▶
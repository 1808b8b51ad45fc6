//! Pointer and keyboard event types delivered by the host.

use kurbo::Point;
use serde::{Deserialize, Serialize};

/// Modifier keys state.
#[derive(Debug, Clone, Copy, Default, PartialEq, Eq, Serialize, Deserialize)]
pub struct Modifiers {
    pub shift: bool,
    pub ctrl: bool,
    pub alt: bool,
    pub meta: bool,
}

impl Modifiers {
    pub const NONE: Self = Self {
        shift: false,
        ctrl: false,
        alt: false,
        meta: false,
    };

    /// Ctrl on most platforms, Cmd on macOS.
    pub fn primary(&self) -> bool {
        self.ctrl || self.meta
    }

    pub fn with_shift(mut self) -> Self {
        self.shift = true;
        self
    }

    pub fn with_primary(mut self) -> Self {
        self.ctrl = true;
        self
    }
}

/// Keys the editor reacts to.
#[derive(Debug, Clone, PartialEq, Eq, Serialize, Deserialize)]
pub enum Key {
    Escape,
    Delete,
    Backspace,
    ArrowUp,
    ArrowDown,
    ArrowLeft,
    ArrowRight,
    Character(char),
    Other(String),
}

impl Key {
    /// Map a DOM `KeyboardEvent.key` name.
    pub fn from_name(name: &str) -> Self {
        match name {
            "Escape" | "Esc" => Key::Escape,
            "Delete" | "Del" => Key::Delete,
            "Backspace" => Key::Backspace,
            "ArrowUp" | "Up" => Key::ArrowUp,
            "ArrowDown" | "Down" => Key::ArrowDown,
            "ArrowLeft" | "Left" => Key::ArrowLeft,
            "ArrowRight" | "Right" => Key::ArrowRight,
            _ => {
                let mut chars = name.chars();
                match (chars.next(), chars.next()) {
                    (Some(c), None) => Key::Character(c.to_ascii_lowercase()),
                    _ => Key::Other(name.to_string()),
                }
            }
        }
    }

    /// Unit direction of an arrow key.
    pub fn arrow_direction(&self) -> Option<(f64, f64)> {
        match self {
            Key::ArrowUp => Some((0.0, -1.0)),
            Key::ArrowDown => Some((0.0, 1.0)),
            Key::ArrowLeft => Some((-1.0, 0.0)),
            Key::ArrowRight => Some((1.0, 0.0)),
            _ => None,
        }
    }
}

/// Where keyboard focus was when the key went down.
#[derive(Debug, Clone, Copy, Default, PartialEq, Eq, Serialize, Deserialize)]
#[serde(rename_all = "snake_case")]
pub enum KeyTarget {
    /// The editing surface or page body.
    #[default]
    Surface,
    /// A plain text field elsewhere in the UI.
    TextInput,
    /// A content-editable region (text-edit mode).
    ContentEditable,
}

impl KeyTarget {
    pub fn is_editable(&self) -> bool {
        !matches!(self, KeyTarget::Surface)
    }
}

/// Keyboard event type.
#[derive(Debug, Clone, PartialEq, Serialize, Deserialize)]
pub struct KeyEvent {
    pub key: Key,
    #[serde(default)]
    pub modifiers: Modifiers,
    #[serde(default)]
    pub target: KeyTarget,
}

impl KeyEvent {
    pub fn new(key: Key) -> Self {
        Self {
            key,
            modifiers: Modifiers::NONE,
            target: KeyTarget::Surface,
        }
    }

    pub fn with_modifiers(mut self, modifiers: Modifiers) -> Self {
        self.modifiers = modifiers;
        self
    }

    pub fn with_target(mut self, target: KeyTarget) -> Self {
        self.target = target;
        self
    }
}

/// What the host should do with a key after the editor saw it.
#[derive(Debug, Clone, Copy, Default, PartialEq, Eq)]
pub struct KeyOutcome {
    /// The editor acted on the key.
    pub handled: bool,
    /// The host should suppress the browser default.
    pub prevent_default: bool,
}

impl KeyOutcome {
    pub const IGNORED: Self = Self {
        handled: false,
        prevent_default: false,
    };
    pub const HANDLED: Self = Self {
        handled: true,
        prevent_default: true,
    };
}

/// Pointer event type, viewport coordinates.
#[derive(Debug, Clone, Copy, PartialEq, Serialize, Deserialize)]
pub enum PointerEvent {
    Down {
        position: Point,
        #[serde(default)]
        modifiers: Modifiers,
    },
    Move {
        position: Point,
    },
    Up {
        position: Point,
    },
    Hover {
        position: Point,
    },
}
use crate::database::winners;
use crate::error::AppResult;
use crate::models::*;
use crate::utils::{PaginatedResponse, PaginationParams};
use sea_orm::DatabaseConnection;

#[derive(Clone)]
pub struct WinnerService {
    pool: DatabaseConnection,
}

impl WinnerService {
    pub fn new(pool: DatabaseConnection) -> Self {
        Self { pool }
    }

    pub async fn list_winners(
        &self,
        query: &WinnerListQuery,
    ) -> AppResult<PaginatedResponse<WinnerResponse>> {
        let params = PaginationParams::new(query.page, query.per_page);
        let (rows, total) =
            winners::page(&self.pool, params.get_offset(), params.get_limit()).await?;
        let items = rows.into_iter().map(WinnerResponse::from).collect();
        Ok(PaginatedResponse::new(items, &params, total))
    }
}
◀
▶
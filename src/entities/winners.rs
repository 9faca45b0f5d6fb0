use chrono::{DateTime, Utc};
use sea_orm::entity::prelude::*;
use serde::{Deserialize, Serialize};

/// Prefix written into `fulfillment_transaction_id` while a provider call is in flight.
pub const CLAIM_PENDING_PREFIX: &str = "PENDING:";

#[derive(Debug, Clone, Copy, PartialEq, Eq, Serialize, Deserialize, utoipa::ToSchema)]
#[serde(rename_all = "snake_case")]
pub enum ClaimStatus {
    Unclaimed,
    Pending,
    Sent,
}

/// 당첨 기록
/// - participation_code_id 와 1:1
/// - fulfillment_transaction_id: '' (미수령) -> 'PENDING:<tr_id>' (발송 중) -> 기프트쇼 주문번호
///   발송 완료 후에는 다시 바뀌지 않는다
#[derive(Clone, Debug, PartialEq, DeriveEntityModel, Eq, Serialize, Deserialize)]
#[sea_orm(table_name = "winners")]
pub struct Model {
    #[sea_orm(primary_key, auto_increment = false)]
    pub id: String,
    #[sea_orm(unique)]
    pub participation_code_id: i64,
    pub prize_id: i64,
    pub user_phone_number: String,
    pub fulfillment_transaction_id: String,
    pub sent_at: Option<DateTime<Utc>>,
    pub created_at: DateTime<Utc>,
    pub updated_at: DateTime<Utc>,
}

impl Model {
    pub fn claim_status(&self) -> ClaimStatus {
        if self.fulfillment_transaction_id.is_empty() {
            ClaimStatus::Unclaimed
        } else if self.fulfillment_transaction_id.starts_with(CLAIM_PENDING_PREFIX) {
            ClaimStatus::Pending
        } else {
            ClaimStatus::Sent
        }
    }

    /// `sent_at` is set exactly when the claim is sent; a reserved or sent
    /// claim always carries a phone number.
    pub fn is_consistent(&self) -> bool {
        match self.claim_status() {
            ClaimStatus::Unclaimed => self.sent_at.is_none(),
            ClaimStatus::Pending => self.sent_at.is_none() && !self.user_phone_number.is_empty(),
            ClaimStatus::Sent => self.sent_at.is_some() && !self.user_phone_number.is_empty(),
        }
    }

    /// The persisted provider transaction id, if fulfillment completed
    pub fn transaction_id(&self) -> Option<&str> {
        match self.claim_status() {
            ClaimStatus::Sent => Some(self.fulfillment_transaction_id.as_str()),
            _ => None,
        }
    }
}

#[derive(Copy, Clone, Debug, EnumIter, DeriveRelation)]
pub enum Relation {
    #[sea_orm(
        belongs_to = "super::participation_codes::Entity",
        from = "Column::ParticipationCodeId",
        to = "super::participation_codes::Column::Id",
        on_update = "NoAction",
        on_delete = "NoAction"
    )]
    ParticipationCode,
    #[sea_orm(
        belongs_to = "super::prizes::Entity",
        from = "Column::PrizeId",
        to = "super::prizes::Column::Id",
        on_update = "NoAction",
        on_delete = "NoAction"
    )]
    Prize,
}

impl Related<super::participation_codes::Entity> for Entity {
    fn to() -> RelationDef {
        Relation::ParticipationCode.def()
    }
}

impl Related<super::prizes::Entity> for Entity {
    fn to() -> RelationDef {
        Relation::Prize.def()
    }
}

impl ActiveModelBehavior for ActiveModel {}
◀
**What the task asks:**
From the records above, quote only the lines running from the line with "self.modifiers = modifiers;" to the line with "pub struct WinnerService", both lines included.

**Answer to this problem:**
        self.modifiers = modifiers;
        self
    }

    pub fn with_target(mut self, target: KeyTarget) -> Self {
        self.target = target;
        self
    }
}

/// What the host should do with a key after the editor saw it.
#[derive(Debug, Clone, Copy, Default, PartialEq, Eq)]
pub struct KeyOutcome {
    /// The editor acted on the key.
    pub handled: bool,
    /// The host should suppress the browser default.
    pub prevent_default: bool,
}

impl KeyOutcome {
    pub const IGNORED: Self = Self {
        handled: false,
        prevent_default: false,
    };
    pub const HANDLED: Self = Self {
        handled: true,
        prevent_default: true,
    };
}

/// Pointer event type, viewport coordinates.
#[derive(Debug, Clone, Copy, PartialEq, Serialize, Deserialize)]
pub enum PointerEvent {
    Down {
        position: Point,
        #[serde(default)]
        modifiers: Modifiers,
    },
    Move {
        position: Point,
    },
    Up {
        position: Point,
    },
    Hover {
        position: Point,
    },
}
use crate::database::winners;
use crate::error::AppResult;
use crate::models::*;
use crate::utils::{PaginatedResponse, PaginationParams};
use sea_orm::DatabaseConnection;

#[derive(Clone)]
pub struct WinnerService {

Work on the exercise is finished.